TRY IT -> Every record is to be transcribed exactly as written.

DATA FOR THIS EXERCISE ->
————

use crate::compare::{field, Operator};
use async_trait::async_trait;
use graphcore::{
    Category, HandleSpec, NodeBehavior, NodeConfig, NodeContext, NodeDefinition, NodeError, NodeResult,
    Validation, Value,
};
use graphruntime::NodeModule;

const MODULE: &str = "builtin/logic";

/// Evaluates a condition and fires exactly one of its two execution outputs
pub struct ConditionalNode;

#[async_trait]
impl NodeBehavior for ConditionalNode {
    async fn execute(&self, ctx: NodeContext) -> Result<NodeResult, NodeError> {
        let operator = match ctx.config.get("operator") {
            None => Operator::Truthy,
            Some(name) => name
                .as_str()
                .and_then(Operator::parse)
                .ok_or_else(|| NodeError::Configuration(format!("Unknown operator: {:?}", name)))?,
        };
        let compare_to = ctx.get_config_or("compareTo", Value::Null);

        let subject = ctx.input_or_config("value");
        let subject = match ctx.config.get("field").and_then(Value::as_str) {
            Some(path) => subject.and_then(|value| field(value, path)),
            None => subject,
        };

        let outcome = operator.apply(subject, &compare_to);
        ctx.events.info(format!("Condition evaluated to {}", outcome));

        Ok(NodeResult::handles([
            ("result", Value::Bool(outcome)),
            ("exec-out-true", Value::Bool(outcome)),
            ("exec-out-false", Value::Bool(!outcome)),
        ]))
    }
}

fn validate_conditional(config: &NodeConfig) -> Validation {
    match config.get("operator") {
        Some(op) if op.as_str().and_then(Operator::parse).is_none() => Validation::from_errors(
            vec![format!("'operator' must be one of {}", Operator::NAMES.join(", "))],
        ),
        _ => Validation::ok(),
    }
}

pub(crate) fn definitions() -> Vec<NodeDefinition> {
    vec![NodeDefinition::new("conditional", Category::Logic)
        .with_description("Branch on a condition")
        .with_method(format!("{MODULE}:conditional"))
        .with_validator(format!("{MODULE}:validateConditional"))
        .with_input(HandleSpec::execution("exec-in"))
        .with_input(HandleSpec::new("value", &["any"]))
        .with_output(HandleSpec::new("result", &["boolean"]))
        .with_output(HandleSpec::execution("exec-out-true"))
        .with_output(HandleSpec::execution("exec-out-false"))]
}

pub(crate) fn module() -> NodeModule {
    NodeModule::new(MODULE)
        .method("conditional", ConditionalNode)
        .validator("validateConditional", validate_conditional)
}
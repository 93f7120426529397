use async_trait::async_trait;
use graphcore::{
    Category, HandleSpec, NodeBehavior, NodeConfig, NodeContext, NodeDefinition, NodeError, NodeResult,
    Validation, Value,
};
use graphruntime::NodeModule;
use tokio::time::{sleep, Duration};

const MODULE: &str = "builtin/time";

const DEFAULT_DELAY_MS: f64 = 1000.0;

/// Delay execution for a specified duration, then pass `value` through
pub struct DelayNode;

#[async_trait]
impl NodeBehavior for DelayNode {
    async fn execute(&self, ctx: NodeContext) -> Result<NodeResult, NodeError> {
        let delay_ms = ctx
            .config
            .get("delay_ms")
            .and_then(Value::as_f64)
            .unwrap_or(DEFAULT_DELAY_MS) as u64;

        ctx.events.info(format!("Delaying for {}ms", delay_ms));
        sleep(Duration::from_millis(delay_ms)).await;

        Ok(ctx.inputs.get("value").cloned().unwrap_or(Value::Null).into())
    }
}

fn validate_delay(config: &NodeConfig) -> Validation {
    match config.get("delay_ms") {
        None => Validation::ok(),
        Some(Value::Number(ms)) if *ms >= 0.0 => Validation::ok(),
        Some(_) => Validation::from_errors(vec!["'delay_ms' must be a non-negative number".into()]),
    }
}

pub(crate) fn definitions() -> Vec<NodeDefinition> {
    vec![NodeDefinition::new("time.delay", Category::Utility)
        .with_description("Delay execution for specified milliseconds")
        .with_method(format!("{MODULE}:delay"))
        .with_validator(format!("{MODULE}:validateDelay"))
        .with_input(HandleSpec::execution("exec-in"))
        .with_input(HandleSpec::new("value", &["any"]))
        .with_output(HandleSpec::new("value", &["any"]))
        .with_output(HandleSpec::execution("exec-out"))]
}

pub(crate) fn module() -> NodeModule {
    NodeModule::new(MODULE)
        .method("delay", DelayNode)
        .validator("validateDelay", validate_delay)
}
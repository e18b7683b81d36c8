use std::{
    io,
    path::Path,
    process::{Command, Output},
};

use tracing::debug;

/// Number of trailing output lines kept when a tool fails.
const TAIL_LINES: usize = 20;

/// Why an external tool invocation did not succeed.
#[derive(Debug)]
pub(crate) enum ToolFailure {
    /// The program could not be started.
    Spawn {
        /// Program that was invoked.
        program: String,
        /// Underlying I/O error.
        source: io::Error,
    },
    /// The program ran and exited unsuccessfully.
    Exit {
        /// Process exit code, absent when terminated by a signal.
        code: Option<i32>,
        /// Trailing diagnostic output.
        output: String,
    },
}

impl ToolFailure {
    /// One-line description suitable for warnings.
    pub(crate) fn describe(&self) -> String {
        match self {
            Self::Spawn { program, source } if source.kind() == io::ErrorKind::NotFound => {
                format!("{program} not found")
            }
            Self::Spawn { program, source } => format!("failed to run {program}: {source}"),
            Self::Exit { code, output } => {
                let status = code.map_or_else(
                    || "terminated by signal".to_string(),
                    |code| format!("exited with code {code}"),
                );
                if output.is_empty() {
                    status
                } else {
                    format!("{status}: {output}")
                }
            }
        }
    }
}

/// Build a command for `program` running in `dir`.
pub(crate) fn command(program: &Path, dir: &Path) -> Command {
    let mut command = Command::new(program);
    command.current_dir(dir);
    command
}

/// Run `command` to completion, capturing its output. Non-zero exits are
/// returned as [`ToolFailure::Exit`] with the tail of stderr (or stdout when
/// stderr is empty).
pub(crate) fn run(command: &mut Command) -> Result<Output, ToolFailure> {
    let program = command.get_program().to_string_lossy().into_owned();
    // Only the argument vector is logged; environment overrides may hold secrets.
    debug!(
        program = %program,
        args = ?command.get_args().collect::<Vec<_>>(),
        dir = ?command.get_current_dir(),
        "running tool"
    );

    let output = command
        .output()
        .map_err(|source| ToolFailure::Spawn {
            program: program.clone(),
            source,
        })?;

    if !output.status.success() {
        debug!(program = %program, status = %output.status, "tool failed");
        return Err(ToolFailure::Exit {
            code: output.status.code(),
            output: failure_tail(&output),
        });
    }

    Ok(output)
}

/// Last few lines of the most useful output stream.
fn failure_tail(output: &Output) -> String {
    let stderr = String::from_utf8_lossy(&output.stderr);
    let text = if stderr.trim().is_empty() {
        String::from_utf8_lossy(&output.stdout)
    } else {
        stderr
    };
    let lines: Vec<&str> = text.trim().lines().collect();
    let start = lines.len().saturating_sub(TAIL_LINES);
    lines[start..].join("\n")
}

————

PROBLEM SOLUTION ->
use crate::compare::{field, Operator};
use async_trait::async_trait;
use graphcore::{
    Category, HandleSpec, NodeBehavior, NodeConfig, NodeContext, NodeDefinition, NodeError, NodeResult,
    Validation, Value,
};
use graphruntime::NodeModule;

const MODULE: &str = "builtin/logic";

/// Evaluates a condition and fires exactly one of its two execution outputs
pub struct ConditionalNode;

#[async_trait]
impl NodeBehavior for ConditionalNode {
    async fn execute(&self, ctx: NodeContext) -> Result<NodeResult, NodeError> {
        let operator = match ctx.config.get("operator") {
            None => Operator::Truthy,
            Some(name) => name
                .as_str()
                .and_then(Operator::parse)
                .ok_or_else(|| NodeError::Configuration(format!("Unknown operator: {:?}", name)))?,
        };
        let compare_to = ctx.get_config_or("compareTo", Value::Null);

        let subject = ctx.input_or_config("value");
        let subject = match ctx.config.get("field").and_then(Value::as_str) {
            Some(path) => subject.and_then(|value| field(value, path)),
            None => subject,
        };

        let outcome = operator.apply(subject, &compare_to);
        ctx.events.info(format!("Condition evaluated to {}", outcome));

        Ok(NodeResult::handles([
            ("result", Value::Bool(outcome)),
            ("exec-out-true", Value::Bool(outcome)),
            ("exec-out-false", Value::Bool(!outcome)),
        ]))
    }
}

fn validate_conditional(config: &NodeConfig) -> Validation {
    match config.get("operator") {
        Some(op) if op.as_str().and_then(Operator::parse).is_none() => Validation::from_errors(
            vec![format!("'operator' must be one of {}", Operator::NAMES.join(", "))],
        ),
        _ => Validation::ok(),
    }
}

pub(crate) fn definitions() -> Vec<NodeDefinition> {
    vec![NodeDefinition::new("conditional", Category::Logic)
        .with_description("Branch on a condition")
        .with_method(format!("{MODULE}:conditional"))
        .with_validator(format!("{MODULE}:validateConditional"))
        .with_input(HandleSpec::execution("exec-in"))
        .with_input(HandleSpec::new("value", &["any"]))
        .with_output(HandleSpec::new("result", &["boolean"]))
        .with_output(HandleSpec::execution("exec-out-true"))
        .with_output(HandleSpec::execution("exec-out-false"))]
}

pub(crate) fn module() -> NodeModule {
    NodeModule::new(MODULE)
        .method("conditional", ConditionalNode)
        .validator("validateConditional", validate_conditional)
}
repository 93f7120426529397
use async_trait::async_trait;
use graphcore::{
    Category, HandleSpec, NodeBehavior, NodeConfig, NodeContext, NodeDefinition, NodeError, NodeResult,
    Validation, Value,
};
use graphruntime::NodeModule;
use tokio::time::{sleep, Duration};

const MODULE: &str = "builtin/time";

const DEFAULT_DELAY_MS: f64 = 1000.0;

/// Delay execution for a specified duration, then pass `value` through
pub struct DelayNode;

#[async_trait]
impl NodeBehavior for DelayNode {
    async fn execute(&self, ctx: NodeContext) -> Result<NodeResult, NodeError> {
        let delay_ms = ctx
            .config
            .get("delay_ms")
            .and_then(Value::as_f64)
            .unwrap_or(DEFAULT_DELAY_MS) as u64;

        ctx.events.info(format!("Delaying for {}ms", delay_ms));
        sleep(Duration::from_millis(delay_ms)).await;

        Ok(ctx.inputs.get("value").cloned().unwrap_or(Value::Null).into())
    }
}

fn validate_delay(config: &NodeConfig) -> Validation {
    match config.get("delay_ms") {
        None => Validation::ok(),
        Some(Value::Number(ms)) if *ms >= 0.0 => Validation::ok(),
        Some(_) => Validation::from_errors(vec!["'delay_ms' must be a non-negative number".into()]),
    }
}

pub(crate) fn definitions() -> Vec<NodeDefinition> {
    vec![NodeDefinition::new("time.delay", Category::Utility)
        .with_description("Delay execution for specified milliseconds")
        .with_method(format!("{MODULE}:delay"))
        .with_validator(format!("{MODULE}:validateDelay"))
        .with_input(HandleSpec::execution("exec-in"))
        .with_input(HandleSpec::new("value", &["any"]))
        .with_output(HandleSpec::new("value", &["any"]))
        .with_output(HandleSpec::execution("exec-out"))]
}

pub(crate) fn module() -> NodeModule {
    NodeModule::new(MODULE)
        .method("delay", DelayNode)
        .validator("validateDelay", validate_delay)
}
repository e18b7683b81d36c8
use std::{
    io,
    path::Path,
    process::{Command, Output},
};

use tracing::debug;

/// Number of trailing output lines kept when a tool fails.
const TAIL_LINES: usize = 20;

/// Why an external tool invocation did not succeed.
#[derive(Debug)]
pub(crate) enum ToolFailure {
    /// The program could not be started.
    Spawn {
        /// Program that was invoked.
        program: String,
        /// Underlying I/O error.
        source: io::Error,
    },
    /// The program ran and exited unsuccessfully.
    Exit {
        /// Process exit code, absent when terminated by a signal.
        code: Option<i32>,
        /// Trailing diagnostic output.
        output: String,
    },
}

impl ToolFailure {
    /// One-line description suitable for warnings.
    pub(crate) fn describe(&self) -> String {
        match self {
            Self::Spawn { program, source } if source.kind() == io::ErrorKind::NotFound => {
                format!("{program} not found")
            }
            Self::Spawn { program, source } => format!("failed to run {program}: {source}"),
            Self::Exit { code, output } => {
                let status = code.map_or_else(
                    || "terminated by signal".to_string(),
                    |code| format!("exited with code {code}"),
                );
                if output.is_empty() {
                    status
                } else {
                    format!("{status}: {output}")
                }
            }
        }
    }
}

/// Build a command for `program` running in `dir`.
pub(crate) fn command(program: &Path, dir: &Path) -> Command {
    let mut command = Command::new(program);
    command.current_dir(dir);
    command
}

/// Run `command` to completion, capturing its output. Non-zero exits are
/// returned as [`ToolFailure::Exit`] with the tail of stderr (or stdout when
/// stderr is empty).
pub(crate) fn run(command: &mut Command) -> Result<Output, ToolFailure> {
    let program = command.get_program().to_string_lossy().into_owned();
    // Only the argument vector is logged; environment overrides may hold secrets.
    debug!(
        program = %program,
        args = ?command.get_args().collect::<Vec<_>>(),
        dir = ?command.get_current_dir(),
        "running tool"
    );

    let output = command
        .output()
        .map_err(|source| ToolFailure::Spawn {
            program: program.clone(),
            source,
        })?;

    if !output.status.success() {
        debug!(program = %program, status = %output.status, "tool failed");
        return Err(ToolFailure::Exit {
            code: output.status.code(),
            output: failure_tail(&output),
        });
    }

    Ok(output)
}

/// Last few lines of the most useful output stream.
fn failure_tail(output: &Output) -> String {
    let stderr = String::from_utf8_lossy(&output.stderr);
    let text = if stderr.trim().is_empty() {
        String::from_utf8_lossy(&output.stdout)
    } else {
        stderr
    };
    let lines: Vec<&str> = text.trim().lines().collect();
    let start = lines.len().saturating_sub(TAIL_LINES);
    lines[start..].join("\n")
}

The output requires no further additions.